In the case of MGT Capital and MabVax, Frost, Honig, Brauser, Stetson, O’Rourke and Groussman broke securities laws by failing to disclose that their group had a beneficial ownership of the companies, according to the SEC.

Frost allegedly participated in the schemes with BioZone and MabVax stock.

For example, after a Ford article in 2013 touted BioZone, its daily trading volume jumped from 1,100 shares to over 4.5 million shares while its price increased from 48 cents to 97 cents. Shortly afterward, Frost sold BioZone shares for $1.09 million, according to the SEC. Including Frost, the co-defendants made $9.3 million selling BioZone stock in the pump-and-dump, the SEC alleged.

The SEC is seeking civil penalties and the disgorgement of ill-gotten gains against the defendants. It will also seek an order preventing the defendants, including Frost, from participating in future penny-stock offerings.

The SEC wants a federal judge to bar Ladd, Maza and Keller from serving as officers or directors of public companies, but it did not request the same order for Frost.

In order to prove its case for a "pump-and-dump," the SEC must demonstrate that the parties acted in coordination in their stock deals and willfully deceived the investing public, said Richard Serafini, a white-collar criminal defense attorney in Miami who previously worked in the SEC's enforcement division. The timing of their trades and any messages sent between them can be used to show the parties worked together, he added.
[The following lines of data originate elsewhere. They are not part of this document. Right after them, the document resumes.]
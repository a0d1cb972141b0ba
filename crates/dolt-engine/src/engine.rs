//! Session-facing facade: ingest turns, compact under pressure, hydrate at
//! session start and finalize at reset.

use std::fmt::Display;
use std::future::Future;
use std::sync::Arc;
use std::time::Duration;

use dashmap::DashMap;
use serde_json::Value;
use tokio::sync::{Mutex, OwnedMutexGuard};
use tracing::{debug, info};

use dolt_core::ids::turn_pointer;
use dolt_core::record::stringify_content;
use dolt_core::tokens::{estimate_text_tokens, token_count_from_usage};
use dolt_core::{LanePolicies, NewRecord, Record, RecordLevel, SessionId, SummaryMode};
use dolt_settings::{CompactionSettings, DoltSettings, HydrationSettings, ResetSettings};
use dolt_store::{BootstrapRequest, BootstrapResult, DoltStore, UpsertOutcome};
use dolt_telemetry::TelemetryBus;

use crate::error::Result;
use crate::hydrate::{AssemblySnapshot, BootstrapHydrator};
use crate::policy::{
    emit_lane_pressure_decision, evaluate_lane_pressure, resolve_lane_policies,
    LanePolicyOverrides, PressureDecision,
};
use crate::reset::{ResetFinalizer, ResetResult};
use crate::rollup::{RollupExecutor, RollupRequest, RollupResult};
use crate::selector::{emit_turn_chunk_selection, select_turn_chunk, TurnChunkParams};
use crate::summarizer::Summarizer;

#[derive(Clone, Debug, PartialEq, Eq)]
pub struct EngineConfig {
    pub lanes: LanePolicies,
    pub compaction: CompactionSettings,
    pub reset: ResetSettings,
    pub hydration: HydrationSettings,
}

impl EngineConfig {
    pub fn from_settings(settings: &DoltSettings) -> Self {
        Self {
            lanes: settings.lanes,
            compaction: settings.compaction.clone(),
            reset: settings.reset.clone(),
            hydration: settings.hydration.clone(),
        }
    }

    /// Replace the lane policies with defaults plus `overrides`.
    pub fn with_lane_overrides(mut self, overrides: &LanePolicyOverrides) -> Result<Self> {
        self.lanes = resolve_lane_policies(overrides)?;
        Ok(self)
    }

    pub fn bindle_eviction_target_tokens(&self) -> u64 {
        self.compaction
            .bindle_eviction_target_tokens
            .unwrap_or(self.lanes.bindle.target)
    }

    pub fn summarize_timeout(&self) -> Duration {
        Duration::from_millis(self.compaction.summarize_timeout_ms)
    }
}

impl Default for EngineConfig {
    fn default() -> Self {
        Self::from_settings(&DoltSettings::default())
    }
}

/// A conversation turn to record.
#[derive(Clone, Debug, PartialEq)]
pub struct TurnInput {
    pub session_id: SessionId,
    pub session_key: Option<String>,
    pub message_id: String,
    pub event_ts_ms: i64,
    /// Measured size. Estimated from `usage` or the text when absent.
    pub token_count: Option<u64>,
    /// `{"role", "content", "usage"?}` as the host recorded it.
    pub payload: Value,
}

impl TurnInput {
    /// The turn record this input is stored as.
    pub fn to_record(&self) -> NewRecord {
        NewRecord {
            pointer: turn_pointer(&self.session_id, &self.message_id),
            session_id: self.session_id.clone(),
            session_key: self.session_key.clone(),
            level: RecordLevel::Turn,
            event_ts_ms: self.event_ts_ms,
            token_count: self.token_count(),
            payload: self.payload.clone(),
            finalized_at_reset: false,
        }
    }

    fn token_count(&self) -> u64 {
        if let Some(count) = self.token_count {
            return count;
        }
        if let Some(count) = self.payload.get("usage").and_then(token_count_from_usage) {
            return count;
        }
        let text = match self.payload.get("content") {
            Some(content) => stringify_content(content),
            None => stringify_content(&self.payload),
        };
        estimate_text_tokens(&text)
    }
}

#[derive(Clone, Debug)]
pub struct CompactionOutcome {
    pub turn_decision: PressureDecision,
    pub leaf_rollup: Option<RollupResult>,
    pub leaf_decision: PressureDecision,
    pub bindle_rollup: Option<RollupResult>,
}

impl CompactionOutcome {
    pub fn rolled_up(&self) -> bool {
        self.leaf_rollup.is_some() || self.bindle_rollup.is_some()
    }
}

/// Owns the store, telemetry bus and summarizer. Writes for one session are
/// serialized; different sessions proceed in parallel. Cheap to clone.
#[derive(Clone)]
pub struct ContextEngine {
    store: DoltStore,
    bus: TelemetryBus,
    config: EngineConfig,
    executor: RollupExecutor,
    hydrator: BootstrapHydrator,
    finalizer: ResetFinalizer,
    session_locks: Arc<DashMap<SessionId, Arc<Mutex<()>>>>,
}

impl ContextEngine {
    pub fn new(
        store: DoltStore,
        bus: TelemetryBus,
        summarizer: Arc<dyn Summarizer>,
        config: EngineConfig,
    ) -> Result<Self> {
        config.lanes.validate()?;
        let executor = RollupExecutor::new(store.clone(), bus.clone(), summarizer)
            .with_summarize_timeout(config.summarize_timeout());
        let hydrator = BootstrapHydrator::new(store.clone(), bus.clone());
        let finalizer = ResetFinalizer::new(executor.clone(), config.lanes, config.reset.clone());
        Ok(Self {
            store,
            bus,
            config,
            executor,
            hydrator,
            finalizer,
            session_locks: Arc::new(DashMap::new()),
        })
    }

    pub fn store(&self) -> &DoltStore {
        &self.store
    }

    pub fn bus(&self) -> &TelemetryBus {
        &self.bus
    }

    pub fn config(&self) -> &EngineConfig {
        &self.config
    }

    async fn lock_session(&self, session_id: &SessionId) -> SessionGuard {
        let lock = self.session_locks.entry(session_id.clone()).or_default().clone();
        SessionGuard {
            guard: Some(lock.lock_owned().await),
            locks: Arc::clone(&self.session_locks),
            session_id: session_id.clone(),
        }
    }

    pub async fn ingest_turn(&self, input: TurnInput) -> Result<UpsertOutcome> {
        let _guard = self.lock_session(&input.session_id).await;
        let outcome = self.store.upsert_active_record(&input.to_record())?;
        debug!(
            session_id = %input.session_id,
            pointer = %outcome.record.pointer,
            created = outcome.created,
            "turn ingested"
        );
        Ok(outcome)
    }

    pub fn lane_token_count(&self, session_id: &SessionId, level: RecordLevel) -> Result<u64> {
        Ok(self.store.active_token_count(session_id, level)?)
    }

    /// Roll turns into a leaf when the turn lane is under pressure, then
    /// leaves into a bindle when the leaf lane is.
    pub async fn compact_if_needed(
        &self,
        session_id: &SessionId,
        session_key: Option<&str>,
        hard_limit_safety_mode: bool,
    ) -> Result<CompactionOutcome> {
        let _guard = self.lock_session(session_id).await;

        let turns = self.store.list_active_records(session_id, RecordLevel::Turn)?;
        let turn_tokens: u64 = turns.iter().map(|r| r.token_count).sum();
        let turn_decision =
            evaluate_lane_pressure(turn_tokens, &self.config.lanes.turn, hard_limit_safety_mode);
        emit_lane_pressure_decision(&self.bus, session_id, session_key, RecordLevel::Turn, &turn_decision);

        let mut leaf_rollup = None;
        if turn_decision.is_triggered() {
            let compaction = &self.config.compaction;
            let params = TurnChunkParams {
                lane_token_count: turn_tokens,
                policy: self.config.lanes.turn,
                fresh_tail_min_turns: compaction.fresh_tail_min_turns,
                fresh_tail_token_limit: compaction.fresh_tail_token_limit,
                min_chunk_turns: compaction.min_chunk_turns,
            };
            let selection = select_turn_chunk(&turns, &params);
            emit_turn_chunk_selection(&self.bus, session_id, session_key, turns.len(), &params, &selection);
            if !selection.is_empty() {
                let rollup = self
                    .executor
                    .execute(RollupRequest {
                        session_id: session_id.clone(),
                        session_key: session_key.map(str::to_owned),
                        source_records: selection.selected,
                        target_level: RecordLevel::Leaf,
                        mode: SummaryMode::Leaf,
                        bindle_eviction_target_tokens: None,
                    })
                    .await?;
                leaf_rollup = Some(rollup);
            }
        }

        let leaves = self.store.list_active_records(session_id, RecordLevel::Leaf)?;
        let leaf_tokens: u64 = leaves.iter().map(|r| r.token_count).sum();
        let leaf_decision = evaluate_lane_pressure(leaf_tokens, &self.config.lanes.leaf, false);
        emit_lane_pressure_decision(&self.bus, session_id, session_key, RecordLevel::Leaf, &leaf_decision);

        let mut bindle_rollup = None;
        if leaf_decision.is_triggered() {
            let sources = oldest_leaves_to_target(
                leaves,
                leaf_tokens,
                self.config.lanes.leaf.target,
                self.config.compaction.leaf_rollup_min_leaves,
            );
            if !sources.is_empty() {
                let rollup = self
                    .executor
                    .execute(RollupRequest {
                        session_id: session_id.clone(),
                        session_key: session_key.map(str::to_owned),
                        source_records: sources,
                        target_level: RecordLevel::Bindle,
                        mode: SummaryMode::Bindle,
                        bindle_eviction_target_tokens: Some(self.config.bindle_eviction_target_tokens()),
                    })
                    .await?;
                bindle_rollup = Some(rollup);
            }
        }

        let outcome = CompactionOutcome {
            turn_decision,
            leaf_rollup,
            leaf_decision,
            bindle_rollup,
        };
        if outcome.rolled_up() {
            info!(
                session_id = %session_id,
                leaf = outcome.leaf_rollup.is_some(),
                bindle = outcome.bindle_rollup.is_some(),
                "compaction pass"
            );
        }
        Ok(outcome)
    }

    /// Assemble with the configured budget.
    pub async fn hydrate(&self, session_id: &SessionId, session_key: Option<&str>) -> Result<AssemblySnapshot> {
        let budget = &self.config.hydration;
        self.hydrate_with_budget(session_id, session_key, budget.token_budget, budget.runtime_reserve_tokens)
            .await
    }

    pub async fn hydrate_with_budget(
        &self,
        session_id: &SessionId,
        session_key: Option<&str>,
        token_budget: u64,
        runtime_reserve_tokens: u64,
    ) -> Result<AssemblySnapshot> {
        let _guard = self.lock_session(session_id).await;
        self.hydrator
            .hydrate(session_id, session_key, token_budget, runtime_reserve_tokens)
    }

    /// `ingest_missing_tail` runs while this session is locked, so it must
    /// write through [`Self::store`] rather than [`Self::ingest_turn`].
    pub async fn finalize_reset<F, E>(
        &self,
        session_id: &SessionId,
        session_key: Option<&str>,
        ingest_missing_tail: F,
    ) -> Result<ResetResult>
    where
        F: Future<Output = std::result::Result<u64, E>>,
        E: Display,
    {
        let _guard = self.lock_session(session_id).await;
        self.finalizer
            .finalize(session_id, session_key, ingest_missing_tail)
            .await
    }

    pub async fn bootstrap_session(&self, request: &BootstrapRequest) -> Result<BootstrapResult> {
        let _guard = self.lock_session(&request.session_id).await;
        Ok(self.store.bootstrap_session(request)?)
    }
}

/// Exclusive hold on one session. Dropping it prunes the lock entry once no
/// other caller holds or waits on it.
struct SessionGuard {
    guard: Option<OwnedMutexGuard<()>>,
    locks: Arc<DashMap<SessionId, Arc<Mutex<()>>>>,
    session_id: SessionId,
}

impl Drop for SessionGuard {
    fn drop(&mut self) {
        drop(self.guard.take());
        self.locks
            .remove_if(&self.session_id, |_, lock| Arc::strong_count(lock) == 1);
    }
}

/// Oldest leaves until the projected lane fits `target`, never fewer than
/// `min_leaves`. Empty when the lane holds fewer than `min_leaves`.
fn oldest_leaves_to_target(leaves: Vec<Record>, lane_tokens: u64, target: u64, min_leaves: usize) -> Vec<Record> {
    if leaves.len() < min_leaves.max(1) {
        return Vec::new();
    }
    let mut selected_tokens = 0u64;
    let mut take = 0usize;
    for leaf in &leaves {
        if take >= min_leaves && lane_tokens.saturating_sub(selected_tokens) <= target {
            break;
        }
        selected_tokens += leaf.token_count;
        take += 1;
    }
    leaves.into_iter().take(take).collect()
}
In order to defend the case, the defendants will probably look to prove that they didn't act in concert, and that the public wasn't given false information about the companies, Serafini said.


A doctor, Frost co-founded Key Pharmaceuticals and started generic drug maker Ivax Pharmaceuticals. After Ivax was sold to Teva Pharmaceuticals for $7.6 billion in 2005, Frost spent several years as chairman of Israel-based Teva.

In addition to serving as Opko’s chairman, CEO and largest shareholder, Frost is the chairman of Miami-based Landenburg Thalmann Financial Services, and a major shareholder of Miami-based Vector Group (NYSE: VGR) and Coconut Grove Bank. The Frost family has been among the biggest donors to the University of Miami and the Frost Museum of Science in Miami.